▶ _ABOUT THIS TASK_
Please reproduce the data below exactly, from the first line through the line containing "Some(Word(word))", and leave every later line out.

BEGIN DATA SUPPLIED

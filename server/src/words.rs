//! Secret word validation and the vocabulary the server draws from

use log::info;
use rand::Rng;
use shared::MAX_WORD_LEN;
use std::fmt;
use std::path::Path;
use thiserror::Error;

const BUILTIN_WORDS: &[&str] = &[
    "ARGENTINA",
    "AUSTRALIA",
    "AUSTRIA",
    "BELGIUM",
    "BRAZIL",
    "CANADA",
    "CHILE",
    "COLOMBIA",
    "COSTA RICA",
    "CROATIA",
    "DENMARK",
    "EGYPT",
    "FINLAND",
    "FRANCE",
    "GERMANY",
    "GREECE",
    "ICELAND",
    "INDIA",
    "IRELAND",
    "ITALY",
    "JAPAN",
    "KENYA",
    "MEXICO",
    "MOROCCO",
    "NEW ZEALAND",
    "NORWAY",
    "PERU",
    "POLAND",
    "PORTUGAL",
    "SAUDI ARABIA",
    "SOUTH AFRICA",
    "SOUTH KOREA",
    "SPAIN",
    "SRI LANKA",
    "SWEDEN",
    "SWITZERLAND",
    "THAILAND",
    "UNITED KINGDOM",
    "URUGUAY",
    "VIETNAM",
];

#[derive(Debug, Error)]
pub enum VocabularyError {
    #[error("vocabulary is empty")]
    Empty,
    #[error(
        "invalid word {word:?} on line {line}: only letters and spaces are allowed, at most {max} characters",
        max = MAX_WORD_LEN
    )]
    InvalidWord { line: usize, word: String },
    #[error("failed to read word list: {0}")]
    Io(#[from] std::io::Error),
}

/// A secret word: uppercase ASCII letters and spaces, at least one letter and
/// no longer than `MAX_WORD_LEN`.
#[derive(Debug, Clone, PartialEq, Eq, Hash)]
pub struct Word(String);

impl Word {
    /// Uppercases `raw` and validates it. Returns None for anything that is
    /// not a playable word.
    pub fn parse(raw: &str) -> Option<Self> {
        let word = raw.trim().to_ascii_uppercase();
        let valid_chars = word.chars().all(|c| c.is_ascii_uppercase() || c == ' ');
        let has_letter = word.chars().any(|c| c.is_ascii_uppercase());
        let fits = word.len() <= MAX_WORD_LEN;

        if valid_chars && has_letter && fits {
            Some(Word(word))
        } else {
            None
        }
    }

    pub fn as_str(&self) -> &str {
        &self.0
    }

    pub fn chars(&self) -> impl Iterator<Item = char> + '_ {
        self.0.chars()
    }

    pub fn len(&self) -> usize {
        self.0.len()
    }

    pub fn is_empty(&self) -> bool {
        self.0.is_empty()
    }
}

impl fmt::Display for Word {
    fn fmt(&self, f: &mut fmt::Formatter<'_>) -> fmt::Result {
        f.write_str(&self.0)
    }
}

/// Supplies one secret word per game.
pub trait WordSource: Send + Sync {
    fn next_word(&self) -> Word;
}

/// A fixed, non-empty list of words drawn uniformly at random.
#[derive(Debug, Clone)]
pub struct Vocabulary {
    first: Word,
    rest: Vec<Word>,
}

impl Vocabulary {
    pub fn new<I, S>(words: I) -> Result<Self, VocabularyError>
    where
        I: IntoIterator<Item = S>,
        S: AsRef<str>,
    {
        let words = words
            .into_iter()
            .enumerate()
            .map(|(index, raw)| {
                Word::parse(raw.as_ref()).ok_or_else(|| VocabularyError::InvalidWord {
                    line: index + 1,
                    word: raw.as_ref().to_string(),
                })
            })
            .collect::<Result<Vec<_>, _>>()?;

        Self::from_words(words)
    }

    pub fn builtin() -> Self {
        Self {
            first: Word(BUILTIN_WORDS[0].to_string()),
            rest: BUILTIN_WORDS[1..]
                .iter()
                .filter_map(|raw| Word::parse(raw))
                .collect(),
        }
    }

    /// Parses a newline separated word list. Blank lines and lines starting
    /// with `#` are skipped; line numbers in errors refer to the file.
    pub fn parse_list(contents: &str) -> Result<Self, VocabularyError> {
        let mut words = Vec::new();

        for (index, line) in contents.lines().enumerate() {
            let line = line.trim();
            if line.is_empty() || line.starts_with('#') {
                continue;
            }

            let word = Word::parse(line).ok_or_else(|| VocabularyError::InvalidWord {
                line: index + 1,
                word: line.to_string(),
            })?;
            words.push(word);
        }

        Self::from_words(words)
    }

    pub fn from_file(path: impl AsRef<Path>) -> Result<Self, VocabularyError> {
        let contents = std::fs::read_to_string(path.as_ref())?;
        let vocabulary = Self::parse_list(&contents)?;
        info!(
            "Loaded {} words from {}",
            vocabulary.len(),
            path.as_ref().display()
        );
        Ok(vocabulary)
    }

    fn from_words(words: Vec<Word>) -> Result<Self, VocabularyError> {
        let mut words = words.into_iter();
        let first = words.next().ok_or(VocabularyError::Empty)?;
        Ok(Self {
            first,
            rest: words.collect(),
        })
    }

    pub fn len(&self) -> usize {
        1 + self.rest.len()
    }

    /// Always false: a vocabulary holds at least one word.
    pub fn is_empty(&self) -> bool {
        false
    }

    fn get(&self, index: usize) -> &Word {
        match index.checked_sub(1) {
            None => &self.first,
            Some(i) => &self.rest[i],
        }
    }
}

impl WordSource for Vocabulary {
    fn next_word(&self) -> Word {
        let index = rand::thread_rng().gen_range(0..self.len());
        self.get(index).clone()
    }
}

/// Always hands out the same word. Used to script games in tests and tools.
#[derive(Debug, Clone)]
pub struct FixedWord(pub Word);

impl WordSource for FixedWord {
    fn next_word(&self) -> Word {
        self.0.clone()
    }
}
//! Session lifecycle and per-session game ownership for the server
//!
//! This module tracks every connected player session:
//! - Session lifecycle (connect, disconnect, idle expiry)
//! - The single authoritative `GameSession` owned by each session
//! - Capacity limits and address tracking
//!
//! Requests for a session go through its own FIFO queue, drained by a single
//! worker, so they apply in arrival order while different sessions never wait
//! on each other.

use crate::game::{GameSession, RepeatGuessPolicy};
use log::info;
use shared::Request;
use std::collections::HashMap;
use std::net::SocketAddr;
use std::sync::Arc;
use std::time::{Duration, Instant};
use tokio::sync::{mpsc, Mutex};

/// Shared handle to one session's game.
pub type GameHandle = Arc<Mutex<GameSession>>;

/// Receiving end of a session's request queue. Yields None once the session
/// is gone and every queued request has been taken.
pub type RequestQueue = mpsc::UnboundedReceiver<QueuedRequest>;

/// A request waiting for its session's worker
#[derive(Debug, Clone, PartialEq)]
pub struct QueuedRequest {
    pub request_id: u32,
    pub request: Request,
}

/// What the server needs to route one request to a live session
#[derive(Debug, Clone)]
pub struct SessionHandle {
    pub id: u32,
    pub game: GameHandle,
    requests: mpsc::UnboundedSender<QueuedRequest>,
}

impl SessionHandle {
    /// Appends a request to the session's queue. Returns false if the session
    /// has already been closed.
    pub fn submit(&self, request_id: u32, request: Request) -> bool {
        self.requests
            .send(QueuedRequest {
                request_id,
                request,
            })
            .is_ok()
    }
}

/// A connected player and the game they own
///
/// Each session holds:
/// - Connection metadata (ID, address, last activity)
/// - The game handle that every request for this session locks
#[derive(Debug)]
pub struct Session {
    /// Unique session identifier assigned by the server
    pub id: u32,
    /// Network address responses are routed to
    pub addr: SocketAddr,
    /// Last time we received any packet for this session
    pub last_seen: Instant,
    /// The authoritative game for this session
    pub game: GameHandle,
    /// Sending end of the request queue; dropping it stops the worker
    requests: mpsc::UnboundedSender<QueuedRequest>,
}

impl Session {
    pub fn new(id: u32, addr: SocketAddr, policy: RepeatGuessPolicy) -> (Self, RequestQueue) {
        let (requests, queue) = mpsc::unbounded_channel();
        let session = Self {
            id,
            addr,
            last_seen: Instant::now(),
            game: Arc::new(Mutex::new(GameSession::new(policy))),
            requests,
        };
        (session, queue)
    }

    pub fn handle(&self) -> SessionHandle {
        SessionHandle {
            id: self.id,
            game: Arc::clone(&self.game),
            requests: self.requests.clone(),
        }
    }

    /// Returns true if nothing has been heard from this session within `timeout`.
    pub fn is_timed_out(&self, timeout: Duration) -> bool {
        self.last_seen.elapsed() > timeout
    }
}

/// Owns all sessions, keyed by session identity
///
/// Hands out session IDs, enforces the capacity limit and expires sessions
/// that have gone quiet. Game state itself is only reached through the
/// per-session handles, never through this table.
pub struct SessionManager {
    /// Active sessions indexed by their ID
    sessions: HashMap<u32, Session>,
    /// Next ID to hand out
    next_session_id: u32,
    /// Maximum number of concurrent sessions
    max_sessions: usize,
    /// Idle time after which a session is dropped
    session_timeout: Duration,
    /// Repeat guess policy given to every new game
    policy: RepeatGuessPolicy,
}

impl SessionManager {
    pub fn new(max_sessions: usize, session_timeout: Duration, policy: RepeatGuessPolicy) -> Self {
        Self {
            sessions: HashMap::new(),
            next_session_id: 1,
            max_sessions,
            session_timeout,
            policy,
        }
    }

    /// Opens a session for `addr`
    ///
    /// Any session already bound to that address is dropped first, so a
    /// reconnecting client always starts from a clean slate. Returns None when
    /// the server is at capacity.
    ///
    /// The returned queue carries every request submitted for the new session
    /// and must be handed to exactly one worker.
    pub fn add_session(&mut self, addr: SocketAddr) -> Option<(SessionHandle, RequestQueue)> {
        if let Some(existing) = self.find_session_by_addr(addr) {
            info!("Replacing session {} from {}", existing, addr);
            self.remove_session(&existing);
        }

        if self.sessions.len() >= self.max_sessions {
            return None;
        }

        let session_id = self.next_session_id;
        self.next_session_id = self.next_session_id.wrapping_add(1).max(1);

        let (session, queue) = Session::new(session_id, addr, self.policy);
        let handle = session.handle();
        info!("Session {} opened from {}", session_id, addr);
        self.sessions.insert(session_id, session);

        Some((handle, queue))
    }

    /// Returns true if the session existed.
    pub fn remove_session(&mut self, session_id: &u32) -> bool {
        if let Some(session) = self.sessions.remove(session_id) {
            info!("Session {} closed", session.id);
            true
        } else {
            false
        }
    }

    pub fn find_session_by_addr(&self, addr: SocketAddr) -> Option<u32> {
        self.sessions
            .iter()
            .find(|(_, session)| session.addr == addr)
            .map(|(id, _)| *id)
    }

    /// Looks up the session bound to `addr`, refreshes its activity time and
    /// returns a handle for submitting requests to it.
    pub fn touch_by_addr(&mut self, addr: SocketAddr) -> Option<SessionHandle> {
        self.sessions
            .values_mut()
            .find(|session| session.addr == addr)
            .map(|session| {
                session.last_seen = Instant::now();
                session.handle()
            })
    }

    pub fn game(&self, session_id: u32) -> Option<GameHandle> {
        self.sessions
            .get(&session_id)
            .map(|session| Arc::clone(&session.game))
    }

    /// Removes every session idle for longer than the timeout and returns
    /// their IDs and addresses.
    pub fn check_timeouts(&mut self) -> Vec<(u32, SocketAddr)> {
        let timeout = self.session_timeout;
        let timed_out: Vec<(u32, SocketAddr)> = self
            .sessions
            .values()
            .filter(|session| session.is_timed_out(timeout))
            .map(|session| (session.id, session.addr))
            .collect();

        for (session_id, _) in &timed_out {
            info!("Session {} expired", session_id);
            self.remove_session(session_id);
        }

        timed_out
    }

    pub fn len(&self) -> usize {
        self.sessions.len()
    }

    pub fn is_empty(&self) -> bool {
        self.sessions.is_empty()
    }
}
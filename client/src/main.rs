use clap::Parser;
use client::app::App;
use client::game::ClientGameProxy;
use client::network::{NetworkClient, NetworkConfig};
use log::{error, info};
use macroquad::window::Conf;
use std::time::Duration;

#[derive(Parser, Debug)]
#[command(author, version, about, long_about = None)]
struct Args {
    /// Server address to connect to
    #[arg(short = 's', long, default_value = "127.0.0.1:8080")]
    server: String,

    /// Milliseconds to wait for a server reply
    #[arg(short = 't', long, default_value = "3000")]
    request_timeout: u64,

    /// Simulate network latency in milliseconds
    #[arg(short = 'l', long, default_value = "0")]
    fake_ping: u64,

    /// Window width
    #[arg(short = 'w', long, default_value = "800")]
    width: i32,

    /// Window height (no short flag to avoid conflict with --help)
    #[arg(long, default_value = "600")]
    height: i32,
}

fn window_conf() -> Conf {
    let args = Args::parse();
    Conf {
        window_title: "Hangman".to_owned(),
        window_width: args.width,
        window_height: args.height,
        ..Default::default()
    }
}

#[macroquad::main(window_conf)]
async fn main() {
    env_logger::init();

    if std::env::var("RUST_LOG").is_err() {
        eprintln!("Set RUST_LOG=info for detailed logging");
    }

    if let Err(e) = run(Args::parse()).await {
        error!("Client stopped with error: {}", e);
        std::process::exit(1);
    }
}

async fn run(args: Args) -> Result<(), Box<dyn std::error::Error>> {
    info!("Starting client...");
    info!("Connecting to: {}", args.server);
    if args.fake_ping > 0 {
        info!("Simulating {}ms latency", args.fake_ping);
    }

    let config = NetworkConfig {
        request_timeout: Duration::from_millis(args.request_timeout),
        fake_ping_ms: args.fake_ping,
    };

    // The socket lives on its own runtime; the window thread only polls
    let runtime = tokio::runtime::Builder::new_multi_thread()
        .worker_threads(1)
        .enable_all()
        .build()?;

    let network = runtime.block_on(NetworkClient::connect(&args.server, config))?;
    let (handle, network_task) = {
        let _guard = runtime.enter();
        network.spawn()
    };

    let mut app = App::new(
        ClientGameProxy::new(handle),
        args.width as f32,
        args.height as f32,
    )?;
    app.run().await;

    // Dropping the last handle lets the driver say goodbye to the server
    drop(app);
    runtime.block_on(network_task)?;

    Ok(())
}
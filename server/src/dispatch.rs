//! Maps protocol requests onto a session's game

use crate::game::{GameError, GameSession};
use crate::words::WordSource;
use log::debug;
use shared::{AnswerOutcome, MaskedWord, Request, Response};

/// Applies one request to `game` and builds the response record.
///
/// Ordinary gameplay never fails; only misuse of the state machine turns into
/// `Response::Rejected` (or a failed `AnswerFetched` for early reveals).
pub fn handle_request(game: &mut GameSession, words: &dyn WordSource, request: Request) -> Response {
    match request {
        Request::StartGame => {
            let word = game.start(words);
            Response::GameStarted { word }
        }

        Request::CheckGuess { char_clicked } => match game.check_guess(char_clicked) {
            Ok(outcome) => {
                debug!(
                    "Guess {:?}: correct={} incorrect={} word={}",
                    char_clicked,
                    outcome.correct_guess,
                    outcome.incorrect_guesses,
                    MaskedWord(&outcome.word)
                );
                Response::GuessChecked {
                    word: outcome.word,
                    correct_guess: outcome.correct_guess,
                    incorrect_guesses: outcome.incorrect_guesses,
                    win: outcome.win,
                    lost: outcome.lost,
                    repeated: outcome.repeated,
                }
            }
            Err(error) => rejected(error),
        },

        Request::RevealAnswer => match game.reveal_answer() {
            Ok(answer) => Response::AnswerFetched(AnswerOutcome::Success { answer }),
            Err(error @ GameError::GameUnfinished) => {
                Response::AnswerFetched(AnswerOutcome::Failure {
                    reason: error.reason(),
                    message: error.to_string(),
                })
            }
            Err(error) => rejected(error),
        },
    }
}

pub fn rejected(error: GameError) -> Response {
    Response::Rejected {
        reason: error.reason(),
        message: error.to_string(),
    }
}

END DATA SUPPLIED

▶ _ANSWER SPACE_
filename server/src/words.rs
//! Secret word validation and the vocabulary the server draws from

use log::info;
use rand::Rng;
use shared::MAX_WORD_LEN;
use std::fmt;
use std::path::Path;
use thiserror::Error;

const BUILTIN_WORDS: &[&str] = &[
    "ARGENTINA",
    "AUSTRALIA",
    "AUSTRIA",
    "BELGIUM",
    "BRAZIL",
    "CANADA",
    "CHILE",
    "COLOMBIA",
    "COSTA RICA",
    "CROATIA",
    "DENMARK",
    "EGYPT",
    "FINLAND",
    "FRANCE",
    "GERMANY",
    "GREECE",
    "ICELAND",
    "INDIA",
    "IRELAND",
    "ITALY",
    "JAPAN",
    "KENYA",
    "MEXICO",
    "MOROCCO",
    "NEW ZEALAND",
    "NORWAY",
    "PERU",
    "POLAND",
    "PORTUGAL",
    "SAUDI ARABIA",
    "SOUTH AFRICA",
    "SOUTH KOREA",
    "SPAIN",
    "SRI LANKA",
    "SWEDEN",
    "SWITZERLAND",
    "THAILAND",
    "UNITED KINGDOM",
    "URUGUAY",
    "VIETNAM",
];

#[derive(Debug, Error)]
pub enum VocabularyError {
    #[error("vocabulary is empty")]
    Empty,
    #[error(
        "invalid word {word:?} on line {line}: only letters and spaces are allowed, at most {max} characters",
        max = MAX_WORD_LEN
    )]
    InvalidWord { line: usize, word: String },
    #[error("failed to read word list: {0}")]
    Io(#[from] std::io::Error),
}

/// A secret word: uppercase ASCII letters and spaces, at least one letter and
/// no longer than `MAX_WORD_LEN`.
#[derive(Debug, Clone, PartialEq, Eq, Hash)]
pub struct Word(String);

impl Word {
    /// Uppercases `raw` and validates it. Returns None for anything that is
    /// not a playable word.
    pub fn parse(raw: &str) -> Option<Self> {
        let word = raw.trim().to_ascii_uppercase();
        let valid_chars = word.chars().all(|c| c.is_ascii_uppercase() || c == ' ');
        let has_letter = word.chars().any(|c| c.is_ascii_uppercase());
        let fits = word.len() <= MAX_WORD_LEN;

        if valid_chars && has_letter && fits {
            Some(Word(word))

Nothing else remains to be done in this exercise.